How many times have you tried to buy a present for someone when you didn't know enough about them, their background, their interests, or what values were important to them. You end up buying another book voucher, when, with a little knowledge of your 'market', you could buy them something they really want.
Marketing your product is no different. If you don't know enough about your market, it is hard to satisfy your customers need.
Lychee nut drink anyone?
Great marketing is always rooted in knowing your market intimately. Dominant products in any market often rest on this advantage. The companies behind them have spent the time analysing and understanding the market, and uncovered information that puts them ahead.
Coca Cola is an example of focussing on market knowledge. While living in Atlanta, Georgia during 2002, I went to the Coke museum. One exhibit is "Tastes of the World", where you can savour a few of the 400 different drinks they market to 200 countries. Apricot, orange and cola mix, coffee, lychee nut and sour cherry are just some of the interesting flavours.
The Coca Cola company don't simply produce a beverage and then try and sell it. They spend an enormous amount of time and effort trying to understand what their customers want and then meet that need. This is not uncommon for the large consumer brand companies, but it is discipline that can be applied with equal success to smaller, business-to-business focussed manufacturers such as technology companies.
So how do you get to know your market, intimately?
Defining the nature and shape of the market is the first step to developing a good picture. The number of companies in the market, the shape of that market (e.g. is it dominated by a small group of large companies or characterised by many small firms), the overall value, what customers typically pay for your product type, how often they purchase it, where customers are located and so on.
The next piece of the knowledge puzzle is people. Who is involved in the buying decision (who influences, who signs the purchase order, who approves), how do they normally decide purchases, what criteria do they use for buying (e.g. cost benefit analysis, brand values), how much do they have to spend and when, what do they think of your product today, what outside advice do they look for when making buying decisions.
It is crucial to know how other companies might meet the need you have identified within your market. Who are these firms, what are their offerings, what market share do they have, what is their unique proposition, how are they perceived by customers.

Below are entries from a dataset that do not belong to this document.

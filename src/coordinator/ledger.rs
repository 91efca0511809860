//! Item collection and active transfer registrations.
//!
//! Everything here is synchronous and owned by the coordinator task, so
//! no two updates can race.

use std::collections::HashMap;

use reqwest::Url;

use crate::model::{Item, ItemId, ItemState, Snapshot};
use crate::transfer::TransferHandle;

/// Authoritative item state plus the handle-to-item map.
#[derive(Debug, Default)]
pub struct Ledger {
    items: Vec<Item>,
    active: HashMap<TransferHandle, ItemId>,
    generation: u64,
    revision: u64,
}

impl Ledger {
    #[must_use]
    pub fn new() -> Self {
        Self::default()
    }

    /// Number of registration calls applied so far.
    #[must_use]
    pub const fn generation(&self) -> u64 {
        self.generation
    }

    /// Number of registered items.
    #[must_use]
    pub fn len(&self) -> usize {
        self.items.len()
    }

    #[must_use]
    pub fn is_empty(&self) -> bool {
        self.items.is_empty()
    }

    /// Number of transfers with a live registration.
    #[must_use]
    pub fn active_count(&self) -> usize {
        self.active.len()
    }

    #[must_use]
    pub fn item(&self, id: &ItemId) -> Option<&Item> {
        self.items.iter().find(|item| &item.id == id)
    }

    fn item_mut(&mut self, id: &ItemId) -> Option<&mut Item> {
        self.items.iter_mut().find(|item| &item.id == id)
    }

    /// Installs a new item list and starts a new generation.
    ///
    /// Returns the registrations of the previous list, which the caller
    /// must either cancel or hand back through [`begin`](Self::begin).
    pub fn replace(&mut self, items: Vec<Item>) -> Vec<(TransferHandle, ItemId)> {
        self.items = items;
        self.generation += 1;
        self.active.drain().collect()
    }

    /// Item that owns `handle`.
    #[must_use]
    pub fn owner(&self, handle: &TransferHandle) -> Option<&ItemId> {
        self.active.get(handle)
    }

    fn is_registered(&self, id: &ItemId) -> bool {
        self.active.values().any(|owner| owner == id)
    }

    /// Finds an item that can take over a transfer of `source`.
    ///
    /// Completed items and items with a registration of their own never
    /// qualify.
    #[must_use]
    pub fn adoptable(&self, source: &Url) -> Option<ItemId> {
        self.items
            .iter()
            .find(|item| {
                &item.source == source
                    && item.state != ItemState::Completed
                    && !self.is_registered(&item.id)
            })
            .map(|item| item.id.clone())
    }

    /// Starts an attempt for `id` owned by `handle`.
    ///
    /// Returns false, changing nothing, if the item is unknown or already
    /// has a live transfer.
    pub fn begin(&mut self, id: &ItemId, handle: TransferHandle) -> bool {
        if self.is_registered(id) {
            return false;
        }
        let Some(item) = self.item_mut(id) else {
            return false;
        };
        item.begin_attempt();
        self.active.insert(handle, id.clone());
        true
    }

    /// Applies a progress report. Returns false for unknown handles.
    pub fn progress(&mut self, handle: &TransferHandle, written: u64, total: Option<u64>) -> bool {
        let Some(id) = self.active.get(handle).cloned() else {
            return false;
        };
        self.item_mut(&id)
            .map(|item| item.record_progress(written, total))
            .is_some()
    }

    /// Removes the registration of a finished transfer and returns its owner.
    pub fn finish(&mut self, handle: &TransferHandle) -> Option<ItemId> {
        self.active.remove(handle)
    }

    /// Removes every registration.
    pub fn drain_active(&mut self) -> Vec<(TransferHandle, ItemId)> {
        self.active.drain().collect()
    }

    pub fn complete(&mut self, id: &ItemId) {
        if let Some(item) = self.item_mut(id) {
            item.mark_completed();
        }
    }

    pub fn fail(&mut self, id: &ItemId) {
        if let Some(item) = self.item_mut(id) {
            item.mark_failed();
        }
    }

    pub fn reset(&mut self, id: &ItemId) {
        if let Some(item) = self.item_mut(id) {
            item.reset();
        }
    }

    /// Builds the next snapshot, bumping the revision.
    pub fn snapshot(&mut self) -> Snapshot {
        self.revision += 1;
        Snapshot {
            generation: self.generation,
            revision: self.revision,
            items: self.items.clone(),
            active_transfers: self.active.len(),
        }
    }
}

#[cfg(test)]
mod tests {
    use super::*;

    fn url(name: &str) -> Url {
        Url::parse(&format!("https://host/{name}.mp4")).unwrap()
    }

    fn ledger() -> Ledger {
        let mut ledger = Ledger::new();
        ledger.replace(vec![Item::new(0, url("a")), Item::new(1, url("b"))]);
        ledger
    }

    #[test]
    fn replace_bumps_generation_and_returns_registrations() {
        let mut ledger = ledger();
        assert_eq!(ledger.generation(), 1);
        let handle = TransferHandle::new(url("a"));
        assert!(ledger.begin(&0.into(), handle.clone()));

        let previous = ledger.replace(vec![Item::new(0, url("a"))]);
        assert_eq!(previous, vec![(handle, ItemId::from(0))]);
        assert_eq!(ledger.generation(), 2);
        assert_eq!(ledger.active_count(), 0);
    }

    #[test]
    fn one_live_transfer_per_item() {
        let mut ledger = ledger();
        let first = TransferHandle::new(url("a"));
        let second = TransferHandle::new(url("a"));
        assert!(ledger.begin(&0.into(), first.clone()));
        assert!(!ledger.begin(&0.into(), second.clone()));
        assert_eq!(ledger.owner(&first), Some(&ItemId::from(0)));
        assert_eq!(ledger.owner(&second), None);
    }

    #[test]
    fn begin_unknown_item_is_refused() {
        let mut ledger = ledger();
        assert!(!ledger.begin(&"9".into(), TransferHandle::new(url("z"))));
        assert_eq!(ledger.active_count(), 0);
    }

    #[test]
    fn progress_and_finish() {
        let mut ledger = ledger();
        let handle = TransferHandle::new(url("a"));
        ledger.begin(&0.into(), handle.clone());

        assert!(ledger.progress(&handle, 50, Some(100)));
        let item = ledger.item(&0.into()).unwrap();
        assert!((item.progress_fraction - 0.5).abs() < f64::EPSILON);

        assert_eq!(ledger.finish(&handle), Some(ItemId::from(0)));
        assert_eq!(ledger.finish(&handle), None);
        assert!(!ledger.progress(&handle, 60, Some(100)));
    }

    #[test]
    fn adoptable_skips_completed_and_busy_items() {
        let mut ledger = Ledger::new();
        ledger.replace(vec![
            Item::new(0, url("a")),
            Item::new(1, url("a")),
            Item::new(2, url("a")),
        ]);
        ledger.complete(&0.into());
        ledger.begin(&1.into(), TransferHandle::new(url("a")));

        assert_eq!(ledger.adoptable(&url("a")), Some(ItemId::from(2)));
        assert_eq!(ledger.adoptable(&url("b")), None);
    }

    #[test]
    fn snapshot_revision_increases() {
        let mut ledger = ledger();
        let first = ledger.snapshot();
        let second = ledger.snapshot();
        assert_eq!(second.revision, first.revision + 1);
        assert_eq!(second.generation, 1);
        assert_eq!(second.items.len(), 2);
    }

    #[test]
    fn drain_active_empties_registrations() {
        let mut ledger = ledger();
        ledger.begin(&0.into(), TransferHandle::new(url("a")));
        ledger.begin(&1.into(), TransferHandle::new(url("b")));
        assert_eq!(ledger.drain_active().len(), 2);
        assert_eq!(ledger.active_count(), 0);
    }
}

Finally, knowing who you can work with to sell your product is equally important. Find out what other companies service your market, what they offer and how it might complement you, their market share and what sort of reputation they have.
Gathering the data
Today you can do most of this over the Internet, through industry media and other information sources. It doesn't have to cost much. Or even take much time. You just need to start looking for it, and be objective about the data you collect.
Objectivity is critical to getting to know your market well. Objectivity in both gathering data, and more importantly, in analysing and reporting it. Analysing and interpreting the data without bias is where technology entrepreneurs in particular can have trouble, because they have so much invested in their baby. As former IBM CEO Lou Gerstner says, "...in my experience not enough companies really do the analytical work in a truly objective way - hope usually prevails over reality."
It is also important to gain some qualitative data. Sending out four or five questions in an e-mail can be a good start. Even if you get a response back from 10 people it will give you a far better basis for making decisions than looking in the mirror. Getting feedback whenever and wherever you can from existing customers also adds to your store of market knowledge. Having the right conversations can be critical to gaining crucial insights into your markets.
It is those insights that can really power your marketing. The more you know about your market, the more obvious decisions can become. How do I price this, should I use the web as a channel, is this conference worthwhile - all decisions you might make now with your gut you could make with your head.
As Sun Tzu said way back in the fourth century, "Time spent in reconnaissance is seldom wasted."